К несчастью, а может быть и к счастью, в душе Шиллера в это время произошла страшная путаница. Долго скрываемая и заглушаемая потребность любить и быть любимым прорвалась неожиданно при первой же вспышке серьезного чувства, как прорывается и затопляет берега река при неожиданном удалении плотины. У Шиллера вдруг оказалось несколько предметов сердца, из которых заслуживают внимания актриса, исполнявшая роль Амалии в «Разбойниках», и Маргарита Шван, образованная красивая девушка, любившая искусство и литературу. Особенно последняя произвела на него сильное впечатление, до того сильное, что он даже решил на ней жениться. Но жениться ему хотелось также и на Шарлотте. Словом, получилось нечто невыразимо сложное, запутанное, которое, как гордиев узел, можно было разрубить, но не распутать. И вот для того, чтобы разрубить узел своей душевной неурядицы, Шиллер уехал из Мангейма в Лейпциг. Но перед отъездом между отчаявшимся поэтом и Шарлоттой Кальб произошла удивительная сцена, характерная столько же для самих героев, сколько для всей эпохи «Бури и натиска».

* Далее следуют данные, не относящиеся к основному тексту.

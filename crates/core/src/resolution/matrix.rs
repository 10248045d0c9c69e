//! Sparse `item × path` matrix of raw annotations.

use std::collections::{BTreeMap, BTreeSet, HashMap, HashSet};

use serde::{Deserialize, Serialize};

use super::filter::AnnotationFilter;
use crate::annotation::{sort_canonical, Annotation, LabelPath, PathSegment};
use crate::scheme::MAX_SCHEME_DEPTH;
use crate::types::{ItemId, RowId, UserId};

/// How annotation paths are folded into buckets.
#[derive(Debug, Clone, Copy, Default, PartialEq, Eq, Serialize, Deserialize)]
pub struct MatrixOptions {
    /// Key every annotation by its own `(key, repeat)` only, dropping the
    /// ancestor segments.
    #[serde(default)]
    pub ignore_hierarchy: bool,
    /// Force every repeat to 1 so all repetitions share one bucket.
    #[serde(default)]
    pub ignore_repeat: bool,
}

/// Annotations bucketed by item and label path.
///
/// Buckets hold their annotations in canonical order (annotator, creation
/// time, id), independent of the input order.
#[derive(Debug, Clone, Default)]
pub struct AnnotationMatrix {
    cells: BTreeMap<ItemId, BTreeMap<LabelPath, Vec<Annotation>>>,
    labels: BTreeSet<LabelPath>,
    annotators: BTreeSet<UserId>,
    dropped: Vec<RowId>,
}

impl AnnotationMatrix {
    /// Populate the matrix, resolving each annotation's parent chain to a
    /// path.
    ///
    /// Annotations whose chain hits a missing row, a row of another item, or
    /// a cycle are dropped and listed in [`dropped`](Self::dropped).
    pub fn build(annotations: &[Annotation], options: MatrixOptions) -> Self {
        Self::build_selected(annotations, options, &AnnotationFilter::default())
    }

    /// Like [`build`](Self::build), but only annotations matching `filter`
    /// are bucketed. Parent chains are still followed through the full
    /// input.
    pub fn build_selected(
        annotations: &[Annotation],
        options: MatrixOptions,
        filter: &AnnotationFilter,
    ) -> Self {
        let by_id: HashMap<RowId, &Annotation> =
            annotations.iter().map(|a| (a.annotation_id, a)).collect();

        let mut matrix = Self::default();
        for annotation in annotations.iter().filter(|a| filter.matches(a)) {
            let Some(path) = path_of(annotation, &by_id, options) else {
                tracing::warn!(
                    annotation_id = %annotation.annotation_id,
                    item_id = %annotation.item_id,
                    key = %annotation.key,
                    "Dropping annotation with unresolvable parent chain"
                );
                matrix.dropped.push(annotation.annotation_id);
                continue;
            };

            matrix.labels.insert(path.clone());
            matrix.annotators.insert(annotation.user_id.clone());
            matrix
                .cells
                .entry(annotation.item_id.clone())
                .or_default()
                .entry(path)
                .or_default()
                .push(annotation.clone());
        }

        for row in matrix.cells.values_mut() {
            for bucket in row.values_mut() {
                sort_canonical(bucket);
            }
        }
        matrix.dropped.sort();

        matrix
    }

    /// Items with at least one bucket, in ascending order.
    pub fn items(&self) -> impl Iterator<Item = &ItemId> {
        self.cells.keys()
    }

    /// All buckets of one item, ordered by path (parents before children).
    pub fn row(&self, item_id: &str) -> Option<&BTreeMap<LabelPath, Vec<Annotation>>> {
        self.cells.get(item_id)
    }

    /// Every `(item, path, bucket)` in item then path order.
    pub fn cells(&self) -> impl Iterator<Item = (&ItemId, &LabelPath, &[Annotation])> {
        self.cells.iter().flat_map(|(item, row)| {
            row.iter()
                .map(move |(path, bucket)| (item, path, bucket.as_slice()))
        })
    }

    pub fn get(&self, item_id: &str, path: &LabelPath) -> Option<&[Annotation]> {
        self.cells
            .get(item_id)
            .and_then(|row| row.get(path))
            .map(Vec::as_slice)
    }

    /// Column set: every distinct path seen on any item.
    pub fn labels(&self) -> &BTreeSet<LabelPath> {
        &self.labels
    }

    /// Distinct annotators contributing to the matrix.
    pub fn annotators(&self) -> &BTreeSet<UserId> {
        &self.annotators
    }

    /// Ids of annotations left out of the matrix.
    pub fn dropped(&self) -> &[RowId] {
        &self.dropped
    }

    pub fn is_empty(&self) -> bool {
        self.cells.is_empty()
    }
}

/// Root-to-node path of one annotation, or `None` when the parent chain
/// cannot be followed to a root.
fn path_of(
    annotation: &Annotation,
    by_id: &HashMap<RowId, &Annotation>,
    options: MatrixOptions,
) -> Option<LabelPath> {
    let segment = |a: &Annotation| {
        let repeat = if options.ignore_repeat { 1 } else { a.repeat };
        PathSegment::new(a.key.clone(), repeat)
    };

    let mut segments = vec![segment(annotation)];
    let mut visited = HashSet::from([annotation.annotation_id]);
    let mut current = annotation;

    while let Some(parent_id) = current.parent {
        let parent = *by_id.get(&parent_id)?;
        if parent.item_id != annotation.item_id
            || !visited.insert(parent_id)
            || segments.len() > MAX_SCHEME_DEPTH
        {
            return None;
        }
        segments.push(segment(parent));
        current = parent;
    }

    if options.ignore_hierarchy {
        segments.truncate(1);
    } else {
        segments.reverse();
    }
    Some(LabelPath::new(segments))
}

— Мое сердце, — воскликнул Шиллер, прощаясь с Шарлоттой, — зажглось от вашего чистого пламени, вы одушевили и успокоили меня. Родство наших душ указывает на высшую гармонию; я знаю только одно, что мы живем во цвете юности, которая служит объяснением наших пламенных сердец. Но я верю, что ты не погасишь этого пламени. С самых ранних лет моя мысль покрылась мрачным покровом, моя душа познала страдание, но Я услышал тебя, твоя мысль отвечала моей. Наши души, как огонь и поток, слились воедино. Я полюбил тебя и был бы всегда твоим, если бы у меня достаю мужества для этой любви. Но пускай мое сердце не знает этой страсти, которая меня восхищает и страшит.
Шарлотта ответила:
— С тех пор, как я узнала вас, я начала требовать от жизни больше, чем прежде. Никогда прошедшее не представлялось мне таким ничтожным. Вы хотите разорвать наш союз? Но знайте, что вас послала мне судьба, и мне больно расстаться с теми светлыми минутами, которыми она дарила нас. О, если б вы были свободны от земных забот и не так стремились к славе, разрушающей весь душевный мир! Мне тяжела разлука, но вы знакомы с уединением, с божественным покоем. Надежда! Вера! Мы чувствуем оба, что, кто называет душу своей, тот не разлучается никогда… Вы мне говорите «ты», и я отвечаю вам «ты»! Правде незнакомо слово «вы». Счастливые знают только «ты», и пускай это «ты» будет печатью нашего вечного союза!
Сцена была томительная, и можно себе представить, облегченным сердцем уехал Шиллер из Мангейма. По приезде в Лейпциг он тотчас написал отцу Маргариты Шван письмо, и котором просил руки его дочери. Увы, неудача ждала поэта и здесь! Старик Шван считал положение поэта слишком неопределенным, чтобы согласиться на брак Шиллера с его дочерью, и послал ему отказ. Так Шиллер и остался между двумя берегами, отчалив от одного и не пристав к другому.
Впоследствии, поселившись в Веймаре — средоточии тогдашней умственной аристократии Германии, Шиллер снова увиделся с Шарлоттой, и между ними завязались прежние добрые отношения. В первом же письме оттуда к Кернеру поэт писал: «Шарлотта — великая, оригинальная душа, целая наука для меня, способная вдохновить более возвышенный ум, чем мой. С каждым днем я нахожу в ней новые достоинства, которые, как прекрасные виды громадного ландшафта, поражают и восторгают меня… По-видимому, здесь немало толков обо мне и Шарлотте. Мы решились не скрывать наших отношений, и нас стараются не стеснять, когда мы желаем быть одни. Виланд и Гердер уважают Шарлотту».